Foods that can be dry packed in canning jars include white rice, wheat and other whole grains, oatmeal, dry beans, powdered milk, white flour, pasta without egg, freeze dried foods, dehydrated foods that are crisp enough to snap, TVP, cheese powder, gelatin, low fat ready-to-eat cereals, and low fat or fat free pretzels. Sugar may be stored in jars but absorbers are not necessary.
Some foods may keep longer when dry packed but will probably not have the shelf life of unprocessed, low moisture, low fat foods. These include cornmeal, nuts and seeds. These foods should be used regularly to avoid rancidity.

Monday, February 20, 2012

Chicken Broccoli Stir-Fry Jar Meal


Chicken Broccoli Stir-Fry Jar Meal

1 cup of Thrive FD Chicken
1/3 cup Chicken stir-fry sauce mix 
1 cup Thrive FD Dried Broccoli
1/4 cup Dehydrated Thrive Carrots
2 tablespoon Thrive Chopped Onions 
1/2 Cup Thrive FD Green Peppers
1 Cup Thrive Instant Rice

Layer ingredients in a one quart jar in the order listed...Add oxygen absorber or vacuum seal the jar.

To Make 
Add 4 cups of water to a skillet and bring to a boil. Add Jar meal and mix well turn off the heat and let rest for 10 minutes.  After your rest period simmer for 20 to 25 minutes covered.

I like to add more sauce so I then take 1/3 cup of the chicken stir-fry sauce mix and add that to 1 1/4 cup water and mix and simmer until it thickens...stir into the jar meal when it is finished cooking.

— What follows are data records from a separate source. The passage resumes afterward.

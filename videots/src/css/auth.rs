//! Host side of the drive authentication handshake.
//!
//! ## Sequence
//!
//! 1. Request an authentication grant ID (AGID) from the drive.
//! 2. Send the host challenge, read back key1 and find the variant under
//!    which [`derive_key`] reproduces it.
//! 3. Read the drive challenge and answer with key2.
//! 4. Derive the bus key from key1 and key2.
//! 5. Read the disc key block and strip the bus key from it.
//!
//! Any failing drive command invalidates the grant and restarts from step 1,
//! at most three times. A drive whose key1 matches no variant is rejected
//! outright.

use std::io;

use anyhow::Result;
use log::{debug, info, warn};

use super::crypt::{KeyType, VARIANT_COUNT, derive_key};
use super::{CHALLENGE_SIZE, Css, DiscKey, KEY_SIZE, Key};
use crate::utils::errors::AuthError;

/// Attempts at obtaining a grant before giving up.
pub const AGID_ATTEMPTS: usize = 3;

/// Drive commands the handshake depends on.
///
/// Buffers are in the order the drive sends and expects them; the
/// handshake reverses byte order where the protocol requires.
pub trait Drive {
    /// Returns true when the disc in `layer` carries copyright protection.
    fn read_copyright(&mut self, layer: u8) -> io::Result<bool>;

    fn report_agid(&mut self) -> io::Result<u8>;

    fn invalidate_agid(&mut self, agid: u8) -> io::Result<()>;

    fn send_challenge(&mut self, agid: u8, challenge: &[u8; CHALLENGE_SIZE]) -> io::Result<()>;

    fn report_key1(&mut self, agid: u8) -> io::Result<Key>;

    fn report_challenge(&mut self, agid: u8) -> io::Result<[u8; CHALLENGE_SIZE]>;

    fn send_key2(&mut self, agid: u8, key: &Key) -> io::Result<()>;

    fn read_disc_key(&mut self, agid: u8, buf: &mut DiscKey) -> io::Result<()>;
}

/// Progress of the handshake.
#[derive(Debug, Clone, Copy, Default, PartialEq, Eq, PartialOrd, Ord)]
pub enum AuthState {
    #[default]
    Unauthenticated,
    AgidAcquired,
    ChallengeExchanged,
    DriveVariantConfirmed,
    SessionKeyEstablished,
    DiscKeyDecrypted,
    Authenticated,
}

/// Keys exchanged with the drive during one handshake.
#[derive(Debug, Clone, Default, PartialEq, Eq)]
pub struct DiscAuthState {
    pub challenge: [u8; CHALLENGE_SIZE],
    pub key1: Key,
    pub key2: Key,
    /// Bus key once the handshake completes.
    pub key_check: Key,
    pub variant: u8,
}

enum Failure {
    Retry(AuthError),
    Fatal(AuthError),
}

fn step(name: &'static str) -> impl FnOnce(io::Error) -> Failure {
    move |source| Failure::Retry(AuthError::Step { step: name, source })
}

impl Css {
    /// Returns true when the disc is CSS protected.
    pub fn is_scrambled<D: Drive + ?Sized>(drive: &mut D) -> Result<bool> {
        let copyright = drive.read_copyright(0).map_err(|source| AuthError::Step {
            step: "ReadCopyright",
            source,
        })?;
        debug!("copyright flag: {copyright}");
        Ok(copyright)
    }

    /// Runs the full handshake and decrypts the disc key.
    ///
    /// On failure the session is left [`AuthState::Unauthenticated`].
    pub fn authenticate<D: Drive + ?Sized>(&mut self, drive: &mut D) -> Result<()> {
        let mut last_error = None;

        for attempt in 1..=AGID_ATTEMPTS {
            self.reset_auth();
            debug!("requesting AGID, attempt {attempt}");

            let agid = match drive.report_agid() {
                Ok(agid) => agid,
                Err(source) => {
                    warn!("ReportAgid failed, invalidating: {source}");
                    if let Err(e) = drive.invalidate_agid(0) {
                        debug!("InvalidateAgid failed: {e}");
                    }
                    last_error = Some(AuthError::AgidExhausted {
                        attempts: attempt,
                        source,
                    });
                    continue;
                }
            };

            self.agid = Some(agid);
            self.transition(AuthState::AgidAcquired);

            match self.exchange(drive, agid) {
                Ok(()) => {
                    self.transition(AuthState::Authenticated);
                    info!("drive authenticated, variant {}", self.disc.variant);
                    return Ok(());
                }
                Err(failure) => {
                    if let Err(e) = drive.invalidate_agid(agid) {
                        debug!("InvalidateAgid failed: {e}");
                    }
                    self.reset_auth();

                    match failure {
                        Failure::Fatal(err) => return Err(err.into()),
                        Failure::Retry(err) => {
                            warn!("{err}, restarting authentication");
                            last_error = Some(err);
                        }
                    }
                }
            }
        }

        Err(last_error.unwrap_or(AuthError::NotAuthenticated).into())
    }

    fn exchange<D: Drive + ?Sized>(&mut self, drive: &mut D, agid: u8) -> Result<(), Failure> {
        self.disc.challenge = std::array::from_fn(|i| i as u8);

        let wire: [u8; CHALLENGE_SIZE] = std::array::from_fn(|i| self.disc.challenge[9 - i]);
        drive
            .send_challenge(agid, &wire)
            .map_err(step("SendChallenge"))?;

        let wire = drive.report_key1(agid).map_err(step("ReportKey1"))?;
        self.disc.key1 = std::array::from_fn(|i| wire[4 - i]);
        self.transition(AuthState::ChallengeExchanged);

        let variant = (0..VARIANT_COUNT)
            .find(|&v| derive_key(KeyType::Key1, v, &self.disc.challenge) == self.disc.key1)
            .ok_or(Failure::Fatal(AuthError::NoMatchingVariant {
                key1: self.disc.key1,
            }))?;
        self.disc.variant = variant;
        debug!("drive authentic, using variant {variant}");
        self.transition(AuthState::DriveVariantConfirmed);

        let wire = drive
            .report_challenge(agid)
            .map_err(step("ReportChallenge"))?;
        self.disc.challenge = std::array::from_fn(|i| wire[9 - i]);

        self.disc.key2 = derive_key(KeyType::Key2, variant, &self.disc.challenge);
        let wire: Key = std::array::from_fn(|i| self.disc.key2[4 - i]);
        drive.send_key2(agid, &wire).map_err(step("SendKey2"))?;

        self.disc.challenge[..KEY_SIZE].copy_from_slice(&self.disc.key1);
        self.disc.challenge[KEY_SIZE..].copy_from_slice(&self.disc.key2);
        self.disc.key_check = derive_key(KeyType::BusKey, variant, &self.disc.challenge);
        self.transition(AuthState::SessionKeyEstablished);

        drive
            .read_disc_key(agid, &mut self.disc_key)
            .map_err(step("ReadDiscKey"))?;
        for (i, byte) in self.disc_key.iter_mut().enumerate() {
            *byte ^= self.disc.key_check[4 - (i % KEY_SIZE)];
        }
        self.transition(AuthState::DiscKeyDecrypted);

        Ok(())
    }

    fn reset_auth(&mut self) {
        self.disc = DiscAuthState::default();
        self.disc_key.fill(0);
        self.agid = None;
        self.state = AuthState::Unauthenticated;
    }

    fn transition(&mut self, next: AuthState) {
        debug!("authentication: {:?} -> {next:?}", self.state);
        self.state = next;
    }
}

#[cfg(test)]
mod tests {
    use super::*;

    /// Drive that computes its side of the handshake with a fixed variant.
    struct MockDrive {
        variant: u8,
        agid: u8,
        agid_failures: usize,
        agid_requests: usize,
        invalidated: Vec<u8>,
        fail_key2_once: bool,
        bogus_key1: bool,
        host_challenge: [u8; CHALLENGE_SIZE],
        drive_challenge: [u8; CHALLENGE_SIZE],
        key1: Key,
        key2: Option<Key>,
        disc_key: DiscKey,
    }

    impl MockDrive {
        fn new(variant: u8) -> Self {
            Self {
                variant,
                agid: 1,
                agid_failures: 0,
                agid_requests: 0,
                invalidated: Vec::new(),
                fail_key2_once: false,
                bogus_key1: false,
                host_challenge: [0; CHALLENGE_SIZE],
                drive_challenge: [0x3A, 0x11, 0xC4, 0x07, 0x9E, 0x52, 0x6B, 0xF0, 0x28, 0xD9],
                key1: [0; KEY_SIZE],
                key2: None,
                disc_key: std::array::from_fn(|i| (i * 7 % 256) as u8),
            }
        }

        fn bus_key(&self) -> Key {
            let mut challenge = [0u8; CHALLENGE_SIZE];
            challenge[..KEY_SIZE].copy_from_slice(&self.key1);
            challenge[KEY_SIZE..].copy_from_slice(&self.key2.unwrap_or_default());
            derive_key(KeyType::BusKey, self.variant, &challenge)
        }
    }

    fn unavailable() -> io::Error {
        io::Error::other("unit not ready")
    }

    impl Drive for MockDrive {
        fn read_copyright(&mut self, _layer: u8) -> io::Result<bool> {
            Ok(true)
        }

        fn report_agid(&mut self) -> io::Result<u8> {
            self.agid_requests += 1;
            if self.agid_requests <= self.agid_failures {
                return Err(unavailable());
            }
            Ok(self.agid)
        }

        fn invalidate_agid(&mut self, agid: u8) -> io::Result<()> {
            self.invalidated.push(agid);
            Ok(())
        }

        fn send_challenge(&mut self, _agid: u8, wire: &[u8; CHALLENGE_SIZE]) -> io::Result<()> {
            self.host_challenge = std::array::from_fn(|i| wire[9 - i]);
            Ok(())
        }

        fn report_key1(&mut self, _agid: u8) -> io::Result<Key> {
            self.key1 = if self.bogus_key1 {
                [0xDE, 0xAD, 0xBE, 0xEF, 0x00]
            } else {
                derive_key(KeyType::Key1, self.variant, &self.host_challenge)
            };
            Ok(std::array::from_fn(|i| self.key1[4 - i]))
        }

        fn report_challenge(&mut self, _agid: u8) -> io::Result<[u8; CHALLENGE_SIZE]> {
            Ok(std::array::from_fn(|i| self.drive_challenge[9 - i]))
        }

        fn send_key2(&mut self, _agid: u8, wire: &Key) -> io::Result<()> {
            if self.fail_key2_once {
                self.fail_key2_once = false;
                return Err(unavailable());
            }
            self.key2 = Some(std::array::from_fn(|i| wire[4 - i]));
            Ok(())
        }

        fn read_disc_key(&mut self, _agid: u8, buf: &mut DiscKey) -> io::Result<()> {
            let bus_key = self.bus_key();
            for (i, byte) in buf.iter_mut().enumerate() {
                *byte = self.disc_key[i] ^ bus_key[4 - (i % KEY_SIZE)];
            }
            Ok(())
        }
    }

    #[test]
    fn full_handshake() -> Result<()> {
        let mut drive = MockDrive::new(5);
        let mut css = Css::default();

        css.authenticate(&mut drive)?;

        assert_eq!(css.state, AuthState::Authenticated);
        assert_eq!(css.disc.variant, 5);
        assert_eq!(css.agid, Some(1));
        assert_eq!(drive.host_challenge, [0, 1, 2, 3, 4, 5, 6, 7, 8, 9]);
        assert_eq!(
            drive.key2,
            Some(derive_key(KeyType::Key2, 5, &drive.drive_challenge))
        );
        assert_eq!(css.disc.key_check, drive.bus_key());
        assert_eq!(css.disc_key[..], drive.disc_key[..]);
        assert_eq!(drive.agid_requests, 1);

        Ok(())
    }

    #[test]
    fn agid_retry() -> Result<()> {
        let mut drive = MockDrive::new(17);
        drive.agid_failures = 2;
        let mut css = Css::default();

        css.authenticate(&mut drive)?;

        assert_eq!(css.state, AuthState::Authenticated);
        assert_eq!(css.disc.variant, 17);
        assert_eq!(drive.agid_requests, 3);
        assert_eq!(drive.invalidated, [0, 0]);

        Ok(())
    }

    #[test]
    fn agid_exhausted() {
        let mut drive = MockDrive::new(0);
        drive.agid_failures = 3;
        let mut css = Css::default();

        let err = css.authenticate(&mut drive).unwrap_err();

        assert!(matches!(
            err.downcast_ref::<AuthError>(),
            Some(AuthError::AgidExhausted { attempts: 3, .. })
        ));
        assert_eq!(css.state, AuthState::Unauthenticated);
        assert_eq!(drive.agid_requests, 3);
    }

    #[test]
    fn step_failure_restarts_from_agid() -> Result<()> {
        let mut drive = MockDrive::new(9);
        drive.fail_key2_once = true;
        let mut css = Css::default();

        css.authenticate(&mut drive)?;

        assert_eq!(css.state, AuthState::Authenticated);
        assert_eq!(drive.agid_requests, 2);
        assert_eq!(drive.invalidated, [1]);

        Ok(())
    }

    #[test]
    fn unknown_variant_is_fatal() {
        let mut drive = MockDrive::new(0);
        drive.bogus_key1 = true;
        let mut css = Css::default();

        let err = css.authenticate(&mut drive).unwrap_err();

        assert!(matches!(
            err.downcast_ref::<AuthError>(),
            Some(AuthError::NoMatchingVariant { .. })
        ));
        assert_eq!(drive.agid_requests, 1);
        assert_eq!(css.state, AuthState::Unauthenticated);
    }

    #[test]
    fn copyright_check() -> Result<()> {
        assert!(Css::is_scrambled(&mut MockDrive::new(0))?);
        Ok(())
    }
}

Chicken Stir-Fry Seasoning Mix

1/4 cup chicken bouillon 
3 Tablespoons corn starch
2 Tablespoons Sugar
2 Tablespoons dried minced Onion
2 teaspoons dried Parsley 
1/2 teaspoon Ground Ginger 
1/4  teaspoon Crushed Dried Red Pepper flakes 

To make the Sauce 
1/3 cup stir-fry seasoning mix 
1 /14 cup water

In a sauce pan add water and sauce mix stir over low heat until sauce thickens.

Monday, February 13, 2012

Scalloped Potatoes Jar Meal

Scalloped Potatoes Jar Meal

3 cups dehydrated Potatoes
1/4 Cup of dehydrated bell peppers
6 Tbsp Basic Sauce Mix  
1/3 cup Nonfat Dry Milk 
3 Tablespoons Dry butter powder
2 Tablespoons Dehydrated Onions

Place these ingredients into a one quart jar, add Oxygen absorber 
 Place lid on jar and store in a cool dry place until ready to use.

To Make
  Remove Oxygen absorber and  Pour the Scalloped potatoes Jar meal into a medium size ungreased casserole add 2 3/4 cups of boiling water, Mix well Bake at 400 degrees F for 30 to 35 minutes 
or until tender.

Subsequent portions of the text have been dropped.